Return every line below in which "Method" appears.

=== Data records ===
************
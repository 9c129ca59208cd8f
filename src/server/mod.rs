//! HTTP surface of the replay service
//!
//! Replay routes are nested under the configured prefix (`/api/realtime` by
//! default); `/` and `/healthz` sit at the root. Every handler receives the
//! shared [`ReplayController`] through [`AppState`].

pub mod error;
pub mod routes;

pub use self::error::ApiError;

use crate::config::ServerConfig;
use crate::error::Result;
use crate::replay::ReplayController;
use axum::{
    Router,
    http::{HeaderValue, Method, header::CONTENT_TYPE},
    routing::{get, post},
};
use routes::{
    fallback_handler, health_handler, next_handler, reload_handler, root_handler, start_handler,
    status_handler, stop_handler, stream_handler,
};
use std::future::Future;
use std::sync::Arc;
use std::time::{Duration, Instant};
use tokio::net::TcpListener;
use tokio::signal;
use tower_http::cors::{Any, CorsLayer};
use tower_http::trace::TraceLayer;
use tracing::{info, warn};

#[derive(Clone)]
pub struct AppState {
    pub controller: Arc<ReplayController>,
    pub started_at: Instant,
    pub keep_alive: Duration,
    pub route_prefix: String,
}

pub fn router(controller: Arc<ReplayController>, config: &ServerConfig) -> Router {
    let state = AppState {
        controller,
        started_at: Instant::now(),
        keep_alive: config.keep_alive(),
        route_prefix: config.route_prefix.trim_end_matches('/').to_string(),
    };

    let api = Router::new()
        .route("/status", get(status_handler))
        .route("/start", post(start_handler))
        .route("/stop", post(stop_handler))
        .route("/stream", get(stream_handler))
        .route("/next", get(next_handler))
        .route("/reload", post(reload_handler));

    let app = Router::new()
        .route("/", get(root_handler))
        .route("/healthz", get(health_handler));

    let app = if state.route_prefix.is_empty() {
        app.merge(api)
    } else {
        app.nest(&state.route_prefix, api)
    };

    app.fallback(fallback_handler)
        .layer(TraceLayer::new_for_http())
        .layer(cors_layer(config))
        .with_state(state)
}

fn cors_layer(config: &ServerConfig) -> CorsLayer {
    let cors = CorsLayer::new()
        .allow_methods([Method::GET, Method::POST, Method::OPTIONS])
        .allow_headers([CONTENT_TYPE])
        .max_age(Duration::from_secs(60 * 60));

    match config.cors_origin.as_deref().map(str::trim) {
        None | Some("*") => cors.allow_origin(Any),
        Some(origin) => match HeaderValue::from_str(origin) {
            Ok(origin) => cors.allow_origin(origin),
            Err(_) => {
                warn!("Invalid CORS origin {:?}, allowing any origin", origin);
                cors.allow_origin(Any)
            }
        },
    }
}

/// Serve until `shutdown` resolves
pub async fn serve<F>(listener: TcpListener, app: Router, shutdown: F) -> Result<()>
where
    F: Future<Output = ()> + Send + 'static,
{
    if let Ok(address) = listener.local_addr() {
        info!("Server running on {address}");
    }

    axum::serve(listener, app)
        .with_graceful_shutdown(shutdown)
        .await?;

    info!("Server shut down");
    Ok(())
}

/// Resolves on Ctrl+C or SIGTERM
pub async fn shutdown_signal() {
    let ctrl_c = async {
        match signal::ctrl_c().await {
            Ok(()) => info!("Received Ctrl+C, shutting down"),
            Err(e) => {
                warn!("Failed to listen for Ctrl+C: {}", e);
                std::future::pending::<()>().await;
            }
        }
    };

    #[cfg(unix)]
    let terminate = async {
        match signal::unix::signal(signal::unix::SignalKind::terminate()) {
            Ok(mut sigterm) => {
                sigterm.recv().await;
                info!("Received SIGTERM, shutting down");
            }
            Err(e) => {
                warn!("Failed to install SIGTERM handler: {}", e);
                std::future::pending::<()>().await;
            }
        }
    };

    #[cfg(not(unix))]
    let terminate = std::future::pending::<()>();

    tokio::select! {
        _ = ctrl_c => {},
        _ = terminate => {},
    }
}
************
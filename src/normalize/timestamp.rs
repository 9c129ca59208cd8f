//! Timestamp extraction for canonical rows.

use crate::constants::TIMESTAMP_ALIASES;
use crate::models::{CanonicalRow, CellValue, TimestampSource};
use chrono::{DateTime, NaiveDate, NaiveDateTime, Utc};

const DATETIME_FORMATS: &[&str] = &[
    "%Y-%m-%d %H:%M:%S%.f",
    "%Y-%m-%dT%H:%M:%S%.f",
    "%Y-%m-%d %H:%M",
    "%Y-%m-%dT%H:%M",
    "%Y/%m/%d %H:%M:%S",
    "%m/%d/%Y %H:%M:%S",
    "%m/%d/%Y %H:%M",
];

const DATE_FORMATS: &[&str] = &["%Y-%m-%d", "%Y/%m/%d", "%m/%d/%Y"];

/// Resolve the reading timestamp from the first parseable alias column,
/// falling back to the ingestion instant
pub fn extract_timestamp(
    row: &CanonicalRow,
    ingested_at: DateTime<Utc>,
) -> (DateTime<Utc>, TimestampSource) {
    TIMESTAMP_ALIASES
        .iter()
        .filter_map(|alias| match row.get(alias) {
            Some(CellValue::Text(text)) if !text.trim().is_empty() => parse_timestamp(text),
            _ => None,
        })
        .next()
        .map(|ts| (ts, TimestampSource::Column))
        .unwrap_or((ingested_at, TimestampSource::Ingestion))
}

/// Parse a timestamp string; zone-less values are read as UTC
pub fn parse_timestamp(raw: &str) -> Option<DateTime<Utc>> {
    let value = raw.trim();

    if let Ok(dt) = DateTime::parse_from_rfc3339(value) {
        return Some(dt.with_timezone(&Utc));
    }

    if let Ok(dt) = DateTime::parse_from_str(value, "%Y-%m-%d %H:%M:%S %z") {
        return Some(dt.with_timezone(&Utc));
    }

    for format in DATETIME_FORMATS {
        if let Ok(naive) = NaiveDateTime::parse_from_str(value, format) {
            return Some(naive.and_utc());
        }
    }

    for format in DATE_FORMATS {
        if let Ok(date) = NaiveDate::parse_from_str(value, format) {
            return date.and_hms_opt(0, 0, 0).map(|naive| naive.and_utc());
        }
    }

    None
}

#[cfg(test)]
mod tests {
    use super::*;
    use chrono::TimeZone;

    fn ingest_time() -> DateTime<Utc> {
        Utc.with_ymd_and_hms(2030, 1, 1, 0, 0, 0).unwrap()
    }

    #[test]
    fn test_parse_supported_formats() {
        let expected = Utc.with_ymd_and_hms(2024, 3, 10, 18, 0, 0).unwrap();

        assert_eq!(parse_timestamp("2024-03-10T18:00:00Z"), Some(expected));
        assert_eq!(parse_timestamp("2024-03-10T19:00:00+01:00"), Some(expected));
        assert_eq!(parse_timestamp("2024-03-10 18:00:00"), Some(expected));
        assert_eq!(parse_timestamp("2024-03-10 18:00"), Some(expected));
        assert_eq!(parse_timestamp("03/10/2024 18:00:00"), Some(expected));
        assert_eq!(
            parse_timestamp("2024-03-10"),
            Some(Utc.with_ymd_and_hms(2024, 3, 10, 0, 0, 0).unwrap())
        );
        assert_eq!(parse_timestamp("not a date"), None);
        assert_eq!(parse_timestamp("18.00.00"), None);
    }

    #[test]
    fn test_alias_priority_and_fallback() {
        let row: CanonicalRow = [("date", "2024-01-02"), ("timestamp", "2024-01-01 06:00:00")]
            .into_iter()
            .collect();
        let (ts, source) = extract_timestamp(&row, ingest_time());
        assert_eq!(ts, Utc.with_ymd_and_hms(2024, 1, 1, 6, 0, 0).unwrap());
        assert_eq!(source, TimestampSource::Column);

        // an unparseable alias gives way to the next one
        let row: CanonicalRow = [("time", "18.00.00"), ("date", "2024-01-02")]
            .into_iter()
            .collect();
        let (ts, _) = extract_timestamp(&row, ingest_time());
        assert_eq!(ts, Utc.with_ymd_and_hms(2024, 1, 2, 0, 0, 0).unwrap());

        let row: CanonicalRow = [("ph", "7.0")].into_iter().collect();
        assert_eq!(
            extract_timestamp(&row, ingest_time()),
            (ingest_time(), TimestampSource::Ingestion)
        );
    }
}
************
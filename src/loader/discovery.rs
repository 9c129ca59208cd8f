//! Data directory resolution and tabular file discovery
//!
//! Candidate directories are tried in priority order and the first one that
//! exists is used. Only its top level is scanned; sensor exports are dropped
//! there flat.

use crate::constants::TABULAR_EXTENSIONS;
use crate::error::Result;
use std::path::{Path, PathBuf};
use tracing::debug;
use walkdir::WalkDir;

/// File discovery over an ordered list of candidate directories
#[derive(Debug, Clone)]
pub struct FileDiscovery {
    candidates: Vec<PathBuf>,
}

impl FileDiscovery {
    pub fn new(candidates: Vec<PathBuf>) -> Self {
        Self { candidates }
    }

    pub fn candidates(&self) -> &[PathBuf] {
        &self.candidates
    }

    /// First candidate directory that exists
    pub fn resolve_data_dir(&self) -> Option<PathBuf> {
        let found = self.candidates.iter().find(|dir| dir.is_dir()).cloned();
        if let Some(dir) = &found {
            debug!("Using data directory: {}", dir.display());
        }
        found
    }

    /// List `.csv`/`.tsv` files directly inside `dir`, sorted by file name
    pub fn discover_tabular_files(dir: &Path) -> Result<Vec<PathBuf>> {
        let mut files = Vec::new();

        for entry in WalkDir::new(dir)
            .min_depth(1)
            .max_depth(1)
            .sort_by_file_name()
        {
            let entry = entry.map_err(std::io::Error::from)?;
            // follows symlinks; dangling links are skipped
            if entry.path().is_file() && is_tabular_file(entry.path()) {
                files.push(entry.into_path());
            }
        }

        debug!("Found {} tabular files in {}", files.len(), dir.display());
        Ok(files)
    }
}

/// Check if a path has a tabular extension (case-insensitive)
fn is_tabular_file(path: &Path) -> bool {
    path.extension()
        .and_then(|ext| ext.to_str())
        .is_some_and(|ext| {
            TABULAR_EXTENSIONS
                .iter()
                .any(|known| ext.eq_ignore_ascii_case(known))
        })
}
************
=== The completed task ===
    http::{HeaderValue, Method, header::CONTENT_TYPE},
        .allow_methods([Method::GET, Method::POST, Method::OPTIONS])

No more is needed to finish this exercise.